Sue got me a second hand Digital SLR camera for my Xmas/Birthday present and the first time I have used in anger was on our South African trip, with mixed success. I realised early on that I need more practice and training to be able to master the manual settings and so I have a subscription to a magazine, a book on the subject and now I have joined the Dorking Camera Club with the hope I can improve.

More of wot I have heard…

Let Them Talk by Hugh Laurie

Everybody knows the multitalented Hugh Laurie, rowed in the boat race for his university, acclaimed comedian and actor of stage, TV and film, but now we hear he is a musical genius as well… …there must be something wrong with the guy.

His new album shows his passion for the blues and showcases his not inconsiderable talent at the piano and guitar. It is a faithful and heartfelt tribute to a school of music that has influenced so many, and it’s a good listen as well.


Oh my God, Charlie Darwin by The Low Anthem

American indie-folk-rockers The Low Anthem’s music can tug at the heart strings on a wispy ballad or can have you bouncing around the room with a heavy beat, all with very accomplished musicianship and certain amount of facial hair.


Flaws by the Bombay Bicycle Club

A young UK indie-folk band who have been influenced by traditional folk music, but not let it stop them from adding their own thing to it in a familiar and at the same time refreshing style.


Jupiter’s Corner by The Carrivick Sisters

Devon based twins are as talented as they are beautiful and we witnessed this at our local folk group. They play a multiple array of instruments in a bluegrass heavy set of music and where their un-amplified voices sometimes got lost live; the album is balanced to bring the lyrics forward better.

Another Mid-Life Crisis…

I seem to have these every so often and at the moment I am hankering for a VW Kombi again. A couple of companies (Danbury and VW Kampers) import the old Type 2 van from where it is still made in Brazil and convert them into campervans, the only thing is they are about £35k each. Even the original ones and the older more iconic split-screen versions are incredibly expensive here, good ones easily demanding £15k.

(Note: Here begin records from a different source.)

//! # Vera Core
//!
//! Domain types, traits, and error definitions for the Vera message-enrichment
//! runtime. It defines the domain model that all other crates implement
//! against and performs no I/O of its own.
//!
//! ## Design Philosophy
//!
//! Every external capability is defined as a trait here. Implementations live
//! in their respective crates:
//! - [`Provider`] — text generation (Gemini, OpenAI-compatible)
//! - [`KvStore`] — key-value persistence for the memory store
//! - [`ContentFetcher`] — HTTP retrieval of linked pages
//! - [`KnowledgeLibrary`] — optional structured extraction

pub mod error;
pub mod message;
pub mod provider;
pub mod channel;
pub mod memory;
pub mod knowledge;
pub mod fetch;
pub mod pipeline;
pub mod text;

// Re-export key types at crate root for ergonomics
pub use error::{Error, Result};
pub use message::{Message, Role};
pub use provider::{Provider, ProviderRequest, ProviderResponse};
pub use channel::{ChannelMessage, ChannelId};
pub use memory::{KvStore, MemoryRecord, PersonMemory};
pub use knowledge::{KnowledgeLibrary, KnowledgeTriple};
pub use fetch::ContentFetcher;
pub use pipeline::{PipelineRequest, PipelineResponse, TweetThread};
pub use text::{truncate_content, MAX_CONTENT_CHARS};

We went out on Saturday to see if I could get it out of me system by visiting a motor home show. On the way we came across signs for Dubs at the Park, and so a detour was made and we found ourselves in the grounds of an old stately home crawling with old Volkswagens. There were some absolutely gorgeous examples of the splitty and bay window vans to be seen, and some were for sale, but even tatty old bangers were going for more then you would expect.

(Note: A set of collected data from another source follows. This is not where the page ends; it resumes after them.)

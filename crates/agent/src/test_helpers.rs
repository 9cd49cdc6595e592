//! Shared test doubles for pipeline stages.

use std::collections::{HashMap, VecDeque};
use std::sync::Mutex;

use async_trait::async_trait;
use vera_core::error::{ExtractionError, ProviderError};
use vera_core::fetch::ContentFetcher;
use vera_core::knowledge::{AnnotatedDocument, ExtractOptions, KnowledgeLibrary};
use vera_core::message::Message;
use vera_core::provider::{Provider, ProviderRequest, ProviderResponse, Usage};

/// A provider answering from a script.
///
/// Routed answers (prompt contains a needle) win over the sequential queue.
/// When both are exhausted it answers `"ok"`.
pub struct ScriptedProvider {
    routes: Vec<(String, ProviderResponse)>,
    queue: Mutex<VecDeque<ProviderResponse>>,
    requests: Mutex<Vec<ProviderRequest>>,
    fail: bool,
}

impl ScriptedProvider {
    pub fn new(responses: Vec<ProviderResponse>) -> Self {
        Self {
            routes: Vec::new(),
            queue: Mutex::new(responses.into()),
            requests: Mutex::new(Vec::new()),
            fail: false,
        }
    }

    /// A provider whose every call fails with a network error.
    pub fn failing() -> Self {
        Self {
            fail: true,
            ..Self::new(Vec::new())
        }
    }

    /// Answer `response` to any prompt containing `needle`.
    pub fn route(mut self, needle: &str, response: ProviderResponse) -> Self {
        self.routes.push((needle.to_string(), response));
        self
    }

    pub fn requests(&self) -> Vec<ProviderRequest> {
        self.requests.lock().unwrap().clone()
    }

    /// Prompts seen so far, in call order.
    pub fn prompts(&self) -> Vec<String> {
        self.requests()
            .iter()
            .map(|r| r.messages.iter().map(|m| m.content.as_str()).collect::<Vec<_>>().join("\n"))
            .collect()
    }

    pub fn call_count(&self) -> usize {
        self.requests.lock().unwrap().len()
    }
}

#[async_trait]
impl Provider for ScriptedProvider {
    fn name(&self) -> &str {
        "scripted"
    }

    async fn complete(&self, request: ProviderRequest) -> Result<ProviderResponse, ProviderError> {
        let prompt: String = request.messages.iter().map(|m| m.content.as_str()).collect();
        self.requests.lock().unwrap().push(request);

        if self.fail {
            return Err(ProviderError::Network("scripted failure".into()));
        }

        if let Some((_, response)) = self.routes.iter().find(|(needle, _)| prompt.contains(needle)) {
            return Ok(response.clone());
        }

        Ok(self
            .queue
            .lock()
            .unwrap()
            .pop_front()
            .unwrap_or_else(|| text("ok")))
    }
}

/// A normal-stop response carrying `content`.
pub fn text(content: &str) -> ProviderResponse {
    finished(content, "STOP")
}

/// A response with an explicit finish reason.
pub fn finished(content: &str, reason: &str) -> ProviderResponse {
    ProviderResponse {
        message: Message::assistant(content),
        finish_reason: Some(reason.to_string()),
        usage: Some(Usage {
            prompt_tokens: 10,
            completion_tokens: 5,
            total_tokens: 15,
        }),
        model: "mock-model".into(),
    }
}

/// A fetcher serving canned bodies; unknown URLs are absent.
#[derive(Default)]
pub struct MockFetcher {
    pages: HashMap<String, String>,
    requested: Mutex<Vec<String>>,
}

impl MockFetcher {
    pub fn new() -> Self {
        Self::default()
    }

    pub fn page(mut self, url: &str, body: &str) -> Self {
        self.pages.insert(url.to_string(), body.to_string());
        self
    }

    pub fn requested(&self) -> Vec<String> {
        self.requested.lock().unwrap().clone()
    }
}

#[async_trait]
impl ContentFetcher for MockFetcher {
    async fn fetch(&self, url: &str) -> Option<String> {
        self.requested.lock().unwrap().push(url.to_string());
        self.pages.get(url).cloned()
    }
}

/// An extraction library answering from a fixed result.
pub struct StaticLibrary {
    result: Result<Vec<AnnotatedDocument>, String>,
    calls: Mutex<usize>,
}

impl StaticLibrary {
    pub fn documents(docs: Vec<AnnotatedDocument>) -> Self {
        Self {
            result: Ok(docs),
            calls: Mutex::new(0),
        }
    }

    pub fn failing(reason: &str) -> Self {
        Self {
            result: Err(reason.to_string()),
            calls: Mutex::new(0),
        }
    }

    pub fn calls(&self) -> usize {
        *self.calls.lock().unwrap()
    }
}

#[async_trait]
impl KnowledgeLibrary for StaticLibrary {
    fn name(&self) -> &str {
        "static"
    }

    async fn extract(
        &self,
        _text: &str,
        _options: &ExtractOptions,
    ) -> Result<Vec<AnnotatedDocument>, ExtractionError> {
        *self.calls.lock().unwrap() += 1;
        self.result
            .clone()
            .map_err(ExtractionError::Unavailable)
    }
}
//! Content fetching — retrieval of linked pages as text.

use async_trait::async_trait;

/// Retrieves remote text for a URL.
///
/// The contract never fails: any status or transport problem is logged by
/// the implementation and reported as `None`.
#[async_trait]
pub trait ContentFetcher: Send + Sync {
    async fn fetch(&self, url: &str) -> Option<String>;
}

After wiping the drool off my chin we carried on to the Southern Motor Caravan Show were we found ourselves amongst all manner of sizes and shapes of motor homes, nearly all white panel work outside and dreadful chintz upholstery inside. Some were huge with lounges bigger than ours at home, but all had the feeling of old people’s homes on wheels. Some of them were very reasonably priced, in comparison to the vee-dubs we had just seen, but even the smallest ones were too big when you don’t have off street parking, and none could be used as your day-to-day runabout.

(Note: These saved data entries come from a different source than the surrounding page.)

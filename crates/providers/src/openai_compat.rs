//! OpenAI-compatible provider implementation.
//!
//! Works with: OpenAI, OpenRouter, Ollama, vLLM, and any endpoint exposing
//! `/chat/completions`.

use async_trait::async_trait;
use vera_core::error::ProviderError;
use vera_core::message::{Message, Role};
use vera_core::provider::*;
use serde::{Deserialize, Serialize};
use tracing::{debug, warn};

/// An OpenAI-compatible LLM provider.
///
/// This handles the vast majority of LLM providers since most expose
/// an OpenAI-compatible `/v1/chat/completions` endpoint.
pub struct OpenAiCompatProvider {
    name: String,
    base_url: String,
    api_key: String,
    client: reqwest::Client,
}

impl OpenAiCompatProvider {
    /// Create a new OpenAI-compatible provider.
    pub fn new(
        name: impl Into<String>,
        base_url: impl Into<String>,
        api_key: impl Into<String>,
    ) -> Self {
        let client = reqwest::Client::builder()
            .timeout(std::time::Duration::from_secs(120))
            .build()
            .unwrap_or_default();

        Self {
            name: name.into(),
            base_url: base_url.into().trim_end_matches('/').to_string(),
            api_key: api_key.into(),
            client,
        }
    }

    /// Create an OpenRouter provider (convenience constructor).
    pub fn openrouter(api_key: impl Into<String>) -> Self {
        Self::new("openrouter", "https://openrouter.ai/api/v1", api_key)
    }

    /// Create an OpenAI provider (convenience constructor).
    pub fn openai(api_key: impl Into<String>) -> Self {
        Self::new("openai", "https://api.openai.com/v1", api_key)
    }

    /// Convert our Message types to OpenAI API format.
    fn to_api_messages(messages: &[Message]) -> Vec<ApiMessage> {
        messages
            .iter()
            .map(|m| ApiMessage {
                role: match m.role {
                    Role::User => "user".into(),
                    Role::Assistant => "assistant".into(),
                    Role::System => "system".into(),
                },
                content: Some(m.content.clone()),
            })
            .collect()
    }
}

#[async_trait]
impl Provider for OpenAiCompatProvider {
    fn name(&self) -> &str {
        &self.name
    }

    async fn complete(
        &self,
        request: ProviderRequest,
    ) -> std::result::Result<ProviderResponse, ProviderError> {
        let url = format!("{}/chat/completions", self.base_url);

        let mut body = serde_json::json!({
            "model": request.model,
            "messages": Self::to_api_messages(&request.messages),
            "temperature": request.temperature,
            "stream": false,
        });

        if let Some(top_p) = request.top_p {
            body["top_p"] = serde_json::json!(top_p);
        }

        if let Some(max_tokens) = request.max_tokens {
            body["max_tokens"] = serde_json::json!(max_tokens);
        }

        if !request.stop.is_empty() {
            body["stop"] = serde_json::json!(request.stop);
        }

        debug!(provider = %self.name, model = %request.model, "Sending completion request");

        let response = self
            .client
            .post(&url)
            .header("Authorization", format!("Bearer {}", self.api_key))
            .header("Content-Type", "application/json")
            .json(&body)
            .send()
            .await
            .map_err(|e| ProviderError::Network(e.to_string()))?;

        let status = response.status().as_u16();

        if status == 429 {
            return Err(ProviderError::RateLimited {
                retry_after_secs: 5,
            });
        }

        if status == 401 || status == 403 {
            return Err(ProviderError::AuthenticationFailed(
                "Invalid API key or insufficient permissions".into(),
            ));
        }

        if status != 200 {
            let error_body = response.text().await.unwrap_or_default();
            warn!(status, body = %error_body, "Provider returned error");
            return Err(ProviderError::ApiError {
                status_code: status,
                message: error_body,
            });
        }

        let api_response: ApiResponse =
            response.json().await.map_err(|e| ProviderError::ApiError {
                status_code: 200,
                message: format!("Failed to parse response: {e}"),
            })?;

        let choice =
            api_response
                .choices
                .into_iter()
                .next()
                .ok_or_else(|| ProviderError::ApiError {
                    status_code: 200,
                    message: "No choices in response".into(),
                })?;

        let usage = api_response.usage.map(|u| Usage {
            prompt_tokens: u.prompt_tokens,
            completion_tokens: u.completion_tokens,
            total_tokens: u.total_tokens,
        });

        Ok(ProviderResponse {
            message: Message::assistant(choice.message.content.unwrap_or_default()),
            finish_reason: choice.finish_reason,
            usage,
            model: api_response.model,
        })
    }

    async fn health_check(&self) -> std::result::Result<bool, ProviderError> {
        let url = format!("{}/models", self.base_url);
        let response = self
            .client
            .get(&url)
            .header("Authorization", format!("Bearer {}", self.api_key))
            .send()
            .await
            .map_err(|e| ProviderError::Network(e.to_string()))?;

        Ok(response.status().is_success())
    }
}

// --- OpenAI API types (internal) ---

#[derive(Debug, Serialize, Deserialize)]
struct ApiMessage {
    role: String,
    #[serde(skip_serializing_if = "Option::is_none")]
    content: Option<String>,
}

#[derive(Debug, Deserialize)]
struct ApiResponse {
    model: String,
    choices: Vec<ApiChoice>,
    usage: Option<ApiUsage>,
}

#[derive(Debug, Deserialize)]
struct ApiChoice {
    message: ApiMessage,
    #[serde(default)]
    finish_reason: Option<String>,
}

#[derive(Debug, Deserialize)]
struct ApiUsage {
    prompt_tokens: u32,
    completion_tokens: u32,
    total_tokens: u32,
}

I started to realise it wasn’t a camper van that I wanted, but a VW Kombie van.

It was further complicated when we looked inside one of the static homes that was finished to look like a log cabin. Rather than the old fashioned soft furnishings and traveller external paintwork, this one was more for the holiday park market and had all the mod-cons inside, flat screen TV above the stylish wall mounted fire, piped music throughout, a fully fitted kitchen with double door American style fridge, an suite wet room and a bright and airy feel inside. We had a moment there where we started to mentally go through the possibility of selling our house, buying the cabin and having it located in some picturesque country local and still buying the camper van… …we shook our heads and decided to leave before the dark side over powered us.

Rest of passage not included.